LISTED ENTRIES

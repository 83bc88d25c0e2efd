//! Subcommand registry and dispatcher
//!
//! Maps command names to [`Command`] entries and routes an argument vector
//! to the matching handler.

use std::collections::HashMap;

use crate::command::Command;
use crate::error::{Error, Result};

/// Registry managing the available subcommands
///
/// Populated once during startup, then only read. Lookup is by exact name;
/// iteration order of the underlying map is unspecified.
pub struct Registry {
    /// Map of command name to command
    commands: HashMap<String, Command>,
}

impl Registry {
    /// Create a new empty registry
    pub fn new() -> Self {
        Self {
            commands: HashMap::new(),
        }
    }

    /// Register a command under its name.
    ///
    /// Registering a second command with the same name replaces the first;
    /// the last registration wins. The name is not checked for emptiness.
    pub fn add_command(&mut self, cmd: Command) {
        self.commands.insert(cmd.name().to_string(), cmd);
    }

    /// Usage text for every registered command: a leading newline, then one
    /// line per command in map order.
    pub fn usage(&self) -> String {
        let mut buf = String::from("\n");

        for cmd in self.commands.values() {
            buf.push_str(cmd.usage());
            buf.push('\n');
        }

        buf
    }

    /// Look up `args[0]` and run its handler with the remaining arguments.
    ///
    /// An empty `args` fails with [`Error::MissingCommand`]; an unregistered
    /// name fails with [`Error::UnknownCommand`] without invoking anything.
    /// Handler errors are returned to the caller untouched.
    pub fn execute(&self, args: &[String]) -> Result<()> {
        let (cmd_name, cmd_args) = match args.split_first() {
            Some((name, rest)) => (name, rest),
            None => return Err(Error::MissingCommand),
        };

        let cmd = self
            .commands
            .get(cmd_name)
            .ok_or_else(|| Error::UnknownCommand(cmd_name.clone()))?;

        cmd.run(cmd_args)
    }

    /// Number of registered commands
    pub fn len(&self) -> usize {
        self.commands.len()
    }

    /// Check if the registry is empty
    pub fn is_empty(&self) -> bool {
        self.commands.is_empty()
    }
}

impl Default for Registry {
    fn default() -> Self {
        Self::new()
    }
}

#[cfg(test)]
mod tests {
    use super::*;
    use std::cell::RefCell;
    use std::rc::Rc;

    fn args(values: &[&str]) -> Vec<String> {
        values.iter().map(|s| s.to_string()).collect()
    }

    #[test]
    fn test_execute_routes_residual_args_to_handler() {
        let seen = Rc::new(RefCell::new(Vec::new()));
        let seen_in_handler = Rc::clone(&seen);

        let mut registry = Registry::new();
        registry.add_command(Command::new(
            "ping",
            "ping - health check",
            move |args| {
                *seen_in_handler.borrow_mut() = args.to_vec();
                Ok(())
            },
        ));

        registry.execute(&args(&["ping"])).unwrap();
        assert!(seen.borrow().is_empty());

        registry.execute(&args(&["ping", "extra", "args"])).unwrap();
        assert_eq!(*seen.borrow(), args(&["extra", "args"]));
    }

    #[test]
    fn test_unknown_command_is_reported_and_nothing_runs() {
        let invoked = Rc::new(RefCell::new(false));
        let flag = Rc::clone(&invoked);

        let mut registry = Registry::new();
        registry.add_command(Command::new("ping", "ping - health check", move |_| {
            *flag.borrow_mut() = true;
            Ok(())
        }));

        let err = registry.execute(&args(&["pong"])).unwrap_err();
        let message = err.to_string();
        assert!(message.contains("pong"));
        assert!(message.contains("not defined"));
        assert!(matches!(err, Error::UnknownCommand(name) if name == "pong"));
        assert!(!*invoked.borrow());
    }

    #[test]
    fn test_duplicate_registration_last_wins() {
        let hits = Rc::new(RefCell::new(Vec::new()));
        let first = Rc::clone(&hits);
        let second = Rc::clone(&hits);

        let mut registry = Registry::new();
        registry.add_command(Command::new("build", "build - first", move |_| {
            first.borrow_mut().push("first");
            Ok(())
        }));
        registry.add_command(Command::new("build", "build - second", move |_| {
            second.borrow_mut().push("second");
            Ok(())
        }));

        assert_eq!(registry.len(), 1);
        registry.execute(&args(&["build"])).unwrap();
        assert_eq!(*hits.borrow(), vec!["second"]);
    }

    #[test]
    fn test_usage_aggregates_each_line_once() {
        let mut registry = Registry::new();
        for (name, usage) in [("x", "a"), ("y", "b"), ("z", "c")] {
            registry.add_command(Command::new(name, usage, |_| Ok(())));
        }

        let usage = registry.usage();
        assert!(usage.starts_with('\n'));

        let mut lines: Vec<&str> = usage[1..].lines().collect();
        lines.sort_unstable();
        assert_eq!(lines, vec!["a", "b", "c"]);
    }

    #[test]
    fn test_usage_on_empty_registry_is_single_newline() {
        assert_eq!(Registry::new().usage(), "\n");
    }

    #[test]
    fn test_handler_error_passes_through_unwrapped() {
        let mut registry = Registry::new();
        registry.add_command(Command::new("build", "build - compile", |_| {
            Err(Error::Other("disk full".to_string()))
        }));

        let err = registry.execute(&args(&["build"])).unwrap_err();
        assert_eq!(err.to_string(), "disk full");
    }

    #[test]
    fn test_empty_args_is_missing_command() {
        let registry = Registry::new();
        assert!(matches!(registry.execute(&[]), Err(Error::MissingCommand)));
    }
}
//! Command definitions for the dispatch registry

use crate::error::Result;

/// Handler invoked with the residual argument list after the command name
/// has been consumed.
pub type Handler = Box<dyn Fn(&[String]) -> Result<()>>;

/// A named, invocable unit: dispatch key, one usage line, and a handler.
pub struct Command {
    name: String,
    usage: String,
    run: Handler,
}

impl Command {
    /// Create a new command.
    ///
    /// Nothing is validated here; an empty name or a handler that always
    /// fails only surfaces when the command is executed.
    pub fn new(
        name: impl Into<String>,
        usage: impl Into<String>,
        run: impl Fn(&[String]) -> Result<()> + 'static,
    ) -> Self {
        Self {
            name: name.into(),
            usage: usage.into(),
            run: Box::new(run),
        }
    }

    /// Get the dispatch name
    pub fn name(&self) -> &str {
        &self.name
    }

    /// Get the usage line
    pub fn usage(&self) -> &str {
        &self.usage
    }

    /// Invoke the handler with `args`
    pub fn run(&self, args: &[String]) -> Result<()> {
        (self.run)(args)
    }
}
//! Mango Core Library
//!
//! Shared building blocks for the mango task manager: the subcommand
//! registry/dispatcher, the error taxonomy, and task database path
//! resolution. This crate is used by the CLI binary and by anything else
//! embedding the dispatcher.

pub mod command;
pub mod error;
pub mod paths;
pub mod registry;

// Re-export commonly used types
pub use command::Command;
pub use error::*;
pub use paths::{resolve_db_path, user_db_path, EnvSource, SystemEnv, DB_FILE_NAME};
pub use registry::Registry;
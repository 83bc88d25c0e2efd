//! Output formatting utilities for the CLI
//!
//! Provides table and JSON formatting with colors.

use colored::*;
use mango_core::Result;
use tabled::{settings::Style, Table, Tabled};

use crate::store::Task;

/// Output format options
#[derive(Debug, Clone)]
pub enum OutputFormat {
    Table,
    Json,
}

/// Format the task list
pub fn format_task_list(tasks: &[Task], format: &OutputFormat) -> Result<String> {
    match format {
        OutputFormat::Json => Ok(serde_json::to_string_pretty(tasks)?),
        OutputFormat::Table => {
            if tasks.is_empty() {
                return Ok("No tasks".dimmed().to_string());
            }

            #[derive(Tabled)]
            struct TaskRow {
                #[tabled(rename = "ID")]
                id: String,
                #[tabled(rename = "Task")]
                title: String,
                #[tabled(rename = "Status")]
                status: String,
            }

            let rows: Vec<TaskRow> = tasks
                .iter()
                .map(|task| TaskRow {
                    id: format!("{}", task.id),
                    title: task.title.clone(),
                    status: if task.done {
                        "done".green().to_string()
                    } else {
                        "open".yellow().to_string()
                    },
                })
                .collect();

            let table = Table::new(rows).with(Style::rounded()).to_string();
            Ok(table)
        }
    }
}

/// Format a success message
pub fn format_success(message: &str) -> String {
    format!("{} {}", "✓".green().bold(), message)
}
//! Call outcomes and the handles producers await them through.

use sked_id::{CallId, ObjectKey};
use thiserror::Error;
use tokio::sync::oneshot;

use crate::api_calls::CallKind;
use crate::client::ApiError;
use crate::model::ObjectState;

/// Final result of an accepted call. Reported exactly once.
#[derive(Debug, Clone, PartialEq)]
pub enum CallOutcome {
    /// Executed successfully. `None` for deletes.
    Succeeded(Option<ObjectState>),

    /// Executed and the remote API returned an error.
    Failed(ApiError),

    /// Removed from the queue by a newer call for the same key.
    Superseded { by: CallId },

    /// Its cancellation token fired before a worker picked it up.
    Cancelled,

    /// Still queued when the dispatcher's drain deadline passed.
    DroppedOnClose,
}

impl CallOutcome {
    pub fn is_success(&self) -> bool {
        matches!(self, Self::Succeeded(_))
    }

    pub fn as_str(&self) -> &'static str {
        match self {
            Self::Succeeded(_) => "succeeded",
            Self::Failed(_) => "failed",
            Self::Superseded { .. } => "superseded",
            Self::Cancelled => "cancelled",
            Self::DroppedOnClose => "dropped_on_close",
        }
    }

    /// Collapse into a result for callers that only care whether their
    /// intent took effect.
    ///
    /// Being superseded is not an error: the newer call carries the intent.
    pub fn into_result(self) -> Result<(), CallError> {
        match self {
            Self::Succeeded(_) | Self::Superseded { .. } => Ok(()),
            Self::Failed(e) => Err(CallError::Api(e)),
            Self::Cancelled => Err(CallError::Cancelled),
            Self::DroppedOnClose => Err(CallError::DroppedOnClose),
        }
    }
}

/// A call that did not take effect.
#[derive(Debug, Clone, Error, PartialEq)]
pub enum CallError {
    #[error(transparent)]
    Api(#[from] ApiError),

    #[error("call cancelled before execution")]
    Cancelled,

    #[error("call dropped: dispatcher closed before it executed")]
    DroppedOnClose,
}

/// Callback run with the outcome of one call, on the worker that finished it.
///
/// Runs before the next call for the same key may start, so callbacks for
/// one key never overlap. Must not block.
pub type OnFinish = Box<dyn FnOnce(CallId, &CallOutcome) + Send + Sync + 'static>;

/// Handle for awaiting a call's outcome. Dropping it is fine.
#[derive(Debug)]
pub struct CallHandle {
    call_id: CallId,
    key: ObjectKey,
    kind: CallKind,
    rx: oneshot::Receiver<CallOutcome>,
}

impl CallHandle {
    pub fn call_id(&self) -> CallId {
        self.call_id
    }

    pub fn key(&self) -> &ObjectKey {
        &self.key
    }

    pub fn kind(&self) -> CallKind {
        self.kind
    }

    /// Wait for the outcome.
    pub async fn wait(self) -> CallOutcome {
        // The reporter always sends before it goes away.
        self.rx.await.unwrap_or(CallOutcome::DroppedOnClose)
    }
}

/// Delivers one call's outcome to its handle and callbacks.
///
/// Dropped without reporting, it reports `DroppedOnClose`, so no accepted
/// call ends without an outcome.
pub(crate) struct Reporter {
    call_id: CallId,
    tx: Option<oneshot::Sender<CallOutcome>>,
    on_finish: Vec<OnFinish>,
}

impl Reporter {
    pub(crate) fn new(
        call_id: CallId,
        key: ObjectKey,
        kind: CallKind,
        on_finish: Option<OnFinish>,
    ) -> (Self, CallHandle) {
        let (tx, rx) = oneshot::channel();
        let reporter = Self {
            call_id,
            tx: Some(tx),
            on_finish: on_finish.into_iter().collect(),
        };
        let handle = CallHandle {
            call_id,
            key,
            kind,
            rx,
        };
        (reporter, handle)
    }

    pub(crate) fn report(mut self, outcome: CallOutcome) {
        self.deliver(outcome);
    }

    /// Discard without reporting. Only for calls that were never accepted.
    pub(crate) fn dismiss(mut self) {
        self.tx = None;
        self.on_finish.clear();
    }

    fn deliver(&mut self, outcome: CallOutcome) {
        for callback in self.on_finish.drain(..) {
            callback(self.call_id, &outcome);
        }
        if let Some(tx) = self.tx.take() {
            let _ = tx.send(outcome);
        }
    }
}

impl Drop for Reporter {
    fn drop(&mut self) {
        if self.tx.is_some() || !self.on_finish.is_empty() {
            self.deliver(CallOutcome::DroppedOnClose);
        }
    }
}
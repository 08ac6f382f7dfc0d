//! Background expiry of assumed state.
//!
//! Reads already ignore expired assumptions; the sweep reclaims them.

use std::sync::Weak;
use std::time::Duration;

use tokio::time::{interval, MissedTickBehavior};
use tokio_util::sync::CancellationToken;
use tracing::{debug, info};

use super::Cache;

/// Interval between sweeps.
pub const CLEANUP_PERIOD: Duration = Duration::from_secs(1);

/// Spawn the sweep. It stops when `cancel` fires or the cache is dropped.
pub(super) fn spawn_cleanup_task(cache: Weak<Cache>, cancel: CancellationToken, period: Duration) {
    tokio::spawn(async move {
        run_cleanup_loop(cache, cancel, period).await;
    });
}

async fn run_cleanup_loop(cache: Weak<Cache>, cancel: CancellationToken, period: Duration) {
    let mut ticker = interval(period);
    ticker.set_missed_tick_behavior(MissedTickBehavior::Skip);

    loop {
        tokio::select! {
            _ = cancel.cancelled() => {
                info!("Assumption cleanup task shutting down");
                break;
            }
            _ = ticker.tick() => {
                let Some(cache) = cache.upgrade() else {
                    break;
                };
                let expired = cache.cleanup_expired();
                if expired > 0 {
                    debug!(expired, "Cleaned up expired assumptions");
                }
            }
        }
    }
}
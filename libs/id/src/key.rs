//! Object keys: the stable address of a remote object.
//!
//! Canonical form is `{kind}/{namespace}/{name}` for namespaced kinds and
//! `{kind}/{name}` for cluster-scoped kinds, e.g. `pod/default/web-0` or
//! `node/worker-1`.

use std::fmt;
use std::str::FromStr;

use crate::IdError;

/// Kinds of remote objects the scheduler writes to.
#[derive(Debug, Clone, Copy, PartialEq, Eq, PartialOrd, Ord, Hash)]
pub enum ObjectKind {
    Pod,
    Node,
    ResourceClaim,
}

impl ObjectKind {
    pub const ALL: [ObjectKind; 3] = [Self::Pod, Self::Node, Self::ResourceClaim];

    /// Returns true if objects of this kind live inside a namespace.
    pub fn is_namespaced(&self) -> bool {
        match self {
            Self::Pod | Self::ResourceClaim => true,
            Self::Node => false,
        }
    }

    pub fn as_str(&self) -> &'static str {
        match self {
            Self::Pod => "pod",
            Self::Node => "node",
            Self::ResourceClaim => "resourceclaim",
        }
    }
}

impl fmt::Display for ObjectKind {
    fn fmt(&self, f: &mut fmt::Formatter<'_>) -> fmt::Result {
        f.write_str(self.as_str())
    }
}

impl FromStr for ObjectKind {
    type Err = IdError;

    fn from_str(s: &str) -> Result<Self, Self::Err> {
        Self::ALL
            .into_iter()
            .find(|kind| kind.as_str().eq_ignore_ascii_case(s))
            .ok_or_else(|| IdError::UnknownKind(s.to_string()))
    }
}

/// Address of one remote object.
///
/// Two calls with equal keys target the same object and are strictly
/// ordered by the dispatcher.
#[derive(Debug, Clone, PartialEq, Eq, PartialOrd, Ord, Hash)]
pub struct ObjectKey {
    kind: ObjectKind,
    namespace: Option<String>,
    name: String,
}

impl ObjectKey {
    /// Builds a key for a namespaced kind.
    ///
    /// Panics in debug builds if `kind` is cluster-scoped.
    pub fn namespaced(kind: ObjectKind, namespace: impl Into<String>, name: impl Into<String>) -> Self {
        debug_assert!(kind.is_namespaced(), "{kind} is cluster-scoped");
        Self {
            kind,
            namespace: Some(namespace.into()),
            name: name.into(),
        }
    }

    /// Builds a key for a cluster-scoped kind.
    pub fn cluster(kind: ObjectKind, name: impl Into<String>) -> Self {
        debug_assert!(!kind.is_namespaced(), "{kind} is namespaced");
        Self {
            kind,
            namespace: None,
            name: name.into(),
        }
    }

    pub fn pod(namespace: impl Into<String>, name: impl Into<String>) -> Self {
        Self::namespaced(ObjectKind::Pod, namespace, name)
    }

    pub fn node(name: impl Into<String>) -> Self {
        Self::cluster(ObjectKind::Node, name)
    }

    pub fn kind(&self) -> ObjectKind {
        self.kind
    }

    pub fn namespace(&self) -> Option<&str> {
        self.namespace.as_deref()
    }

    pub fn name(&self) -> &str {
        &self.name
    }

    /// Parses the canonical `kind/[namespace/]name` form.
    pub fn parse(s: &str) -> Result<Self, IdError> {
        if s.is_empty() {
            return Err(IdError::Empty);
        }

        let invalid = |message: &str| IdError::InvalidKey {
            key: s.to_string(),
            message: message.to_string(),
        };

        let mut parts = s.split('/');
        let kind: ObjectKind = parts.next().unwrap_or_default().parse()?;
        let rest: Vec<&str> = parts.collect();

        if rest.iter().any(|p| p.is_empty()) {
            return Err(invalid("empty path segment"));
        }

        match (kind.is_namespaced(), rest.as_slice()) {
            (true, [namespace, name]) => Ok(Self::namespaced(kind, *namespace, *name)),
            (false, [name]) => Ok(Self::cluster(kind, *name)),
            (true, _) => Err(invalid("expected kind/namespace/name")),
            (false, _) => Err(invalid("expected kind/name")),
        }
    }
}

impl fmt::Display for ObjectKey {
    fn fmt(&self, f: &mut fmt::Formatter<'_>) -> fmt::Result {
        match &self.namespace {
            Some(ns) => write!(f, "{}/{}/{}", self.kind, ns, self.name),
            None => write!(f, "{}/{}", self.kind, self.name),
        }
    }
}

impl FromStr for ObjectKey {
    type Err = IdError;

    fn from_str(s: &str) -> Result<Self, Self::Err> {
        Self::parse(s)
    }
}

impl serde::Serialize for ObjectKind {
    fn serialize<S>(&self, serializer: S) -> Result<S::Ok, S::Error>
    where
        S: serde::Serializer,
    {
        serializer.serialize_str(self.as_str())
    }
}

impl<'de> serde::Deserialize<'de> for ObjectKind {
    fn deserialize<D>(deserializer: D) -> Result<Self, D::Error>
    where
        D: serde::Deserializer<'de>,
    {
        let s = String::deserialize(deserializer)?;
        s.parse().map_err(serde::de::Error::custom)
    }
}

impl serde::Serialize for ObjectKey {
    fn serialize<S>(&self, serializer: S) -> Result<S::Ok, S::Error>
    where
        S: serde::Serializer,
    {
        serializer.collect_str(self)
    }
}

impl<'de> serde::Deserialize<'de> for ObjectKey {
    fn deserialize<D>(deserializer: D) -> Result<Self, D::Error>
    where
        D: serde::Deserializer<'de>,
    {
        let s = String::deserialize(deserializer)?;
        Self::parse(&s).map_err(serde::de::Error::custom)
    }
}
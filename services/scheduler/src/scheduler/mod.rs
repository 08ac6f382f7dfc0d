//! Scheduling loop that feeds the commit path.
//!
//! Each pass lists pods and nodes, places every unbound pod on the node with
//! the fewest pods (assumed placements included) and binds it. A failed
//! binding is retried by the next pass, which sees the pod unbound again.

mod worker;

pub use worker::{PassStats, SchedulerWorker};
//! Object state as the scheduler sees it.
//!
//! Only the fields the commit path reads or writes are modelled: placement
//! (node name, nominated node), status conditions and labels.

use std::collections::BTreeMap;

use serde::{Deserialize, Serialize};
use sked_id::{ObjectKey, ObjectKind};

/// Status of a condition.
#[derive(Debug, Clone, Copy, PartialEq, Eq, Serialize, Deserialize)]
pub enum ConditionStatus {
    True,
    False,
    Unknown,
}

/// A single status condition, keyed by `type`.
#[derive(Debug, Clone, PartialEq, Eq, Serialize, Deserialize)]
pub struct Condition {
    #[serde(rename = "type")]
    pub type_: String,
    pub status: ConditionStatus,
    #[serde(default, skip_serializing_if = "Option::is_none")]
    pub reason: Option<String>,
    #[serde(default, skip_serializing_if = "Option::is_none")]
    pub message: Option<String>,
}

impl Condition {
    pub fn new(type_: impl Into<String>, status: ConditionStatus) -> Self {
        Self {
            type_: type_.into(),
            status,
            reason: None,
            message: None,
        }
    }

    pub fn with_reason(mut self, reason: impl Into<String>) -> Self {
        self.reason = Some(reason.into());
        self
    }
}

/// Last known state of a remote object.
#[derive(Debug, Clone, PartialEq, Eq, Serialize, Deserialize)]
pub struct ObjectState {
    pub key: ObjectKey,
    pub uid: String,
    /// Bumped by the remote API on every successful write.
    pub resource_version: u64,
    #[serde(default, skip_serializing_if = "Option::is_none")]
    pub node_name: Option<String>,
    #[serde(default, skip_serializing_if = "Option::is_none")]
    pub nominated_node_name: Option<String>,
    #[serde(default)]
    pub conditions: Vec<Condition>,
    #[serde(default)]
    pub labels: BTreeMap<String, String>,
}

impl ObjectState {
    /// A fresh object with no placement and no status.
    pub fn new(key: ObjectKey, uid: impl Into<String>) -> Self {
        Self {
            key,
            uid: uid.into(),
            resource_version: 0,
            node_name: None,
            nominated_node_name: None,
            conditions: Vec::new(),
            labels: BTreeMap::new(),
        }
    }

    pub fn with_node(mut self, node: impl Into<String>) -> Self {
        self.node_name = Some(node.into());
        self
    }

    pub fn with_label(mut self, key: impl Into<String>, value: impl Into<String>) -> Self {
        self.labels.insert(key.into(), value.into());
        self
    }

    pub fn is_bound(&self) -> bool {
        self.node_name.is_some()
    }

    pub fn condition(&self, type_: &str) -> Option<&Condition> {
        self.conditions.iter().find(|c| c.type_ == type_)
    }

    /// Insert or replace a condition by type.
    pub fn set_condition(&mut self, condition: Condition) {
        match self.conditions.iter_mut().find(|c| c.type_ == condition.type_) {
            Some(existing) => *existing = condition,
            None => self.conditions.push(condition),
        }
    }
}

/// Reference to the object a binding points at.
#[derive(Debug, Clone, PartialEq, Eq, Serialize, Deserialize)]
pub struct ObjectReference {
    pub kind: ObjectKind,
    pub name: String,
}

/// Assignment of an object to a node, written as a subresource.
#[derive(Debug, Clone, PartialEq, Eq, Serialize, Deserialize)]
pub struct Binding {
    pub key: ObjectKey,
    /// Precondition: only bind if the remote object still has this uid.
    #[serde(default, skip_serializing_if = "Option::is_none")]
    pub uid: Option<String>,
    pub target: ObjectReference,
}

impl Binding {
    /// Binding of `object` to the node named `node`.
    pub fn to_node(object: &ObjectState, node: impl Into<String>) -> Self {
        Self {
            key: object.key.clone(),
            uid: (!object.uid.is_empty()).then(|| object.uid.clone()),
            target: ObjectReference {
                kind: ObjectKind::Node,
                name: node.into(),
            },
        }
    }

    pub fn node_name(&self) -> &str {
        &self.target.name
    }
}

/// Nominated node change carried by a status patch.
#[derive(Debug, Clone, PartialEq, Eq, Serialize, Deserialize)]
pub enum NominatedNode {
    Set(String),
    Clear,
}

/// Partial status update.
#[derive(Debug, Clone, Default, PartialEq, Eq, Serialize, Deserialize)]
pub struct StatusPatch {
    #[serde(default)]
    pub conditions: Vec<Condition>,
    #[serde(default, skip_serializing_if = "Option::is_none")]
    pub nominated_node: Option<NominatedNode>,
}

impl StatusPatch {
    pub fn condition(condition: Condition) -> Self {
        Self {
            conditions: vec![condition],
            nominated_node: None,
        }
    }

    pub fn nominate(node: impl Into<String>) -> Self {
        Self {
            conditions: Vec::new(),
            nominated_node: Some(NominatedNode::Set(node.into())),
        }
    }

    /// Folds `newer` on top of `self`.
    ///
    /// Conditions merge by type with `newer` winning; the nominated node is
    /// taken from `newer` only when `newer` sets it.
    pub fn merge(mut self, newer: StatusPatch) -> StatusPatch {
        for condition in newer.conditions {
            match self.conditions.iter_mut().find(|c| c.type_ == condition.type_) {
                Some(existing) => *existing = condition,
                None => self.conditions.push(condition),
            }
        }
        if newer.nominated_node.is_some() {
            self.nominated_node = newer.nominated_node;
        }
        self
    }

    /// Applies the patch to an object, returning the patched copy.
    pub fn apply_to(&self, object: &ObjectState) -> ObjectState {
        let mut patched = object.clone();
        for condition in &self.conditions {
            patched.set_condition(condition.clone());
        }
        match &self.nominated_node {
            Some(NominatedNode::Set(node)) => patched.nominated_node_name = Some(node.clone()),
            Some(NominatedNode::Clear) => patched.nominated_node_name = None,
            None => {}
        }
        patched
    }
}

/// Options for deleting an object.
#[derive(Debug, Clone, Default, PartialEq, Eq, Serialize, Deserialize)]
pub struct DeleteOptions {
    /// Precondition: only delete if the remote object still has this uid.
    #[serde(default, skip_serializing_if = "Option::is_none")]
    pub uid: Option<String>,
}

REQUIREMENT
Among the lines above, find those containing the word "them" and copy each.

SOLUTION TO THE PROBLEM
//! Call outcomes and the handles producers await them through.
//! Reads already ignore expired assumptions; the sweep reclaims them.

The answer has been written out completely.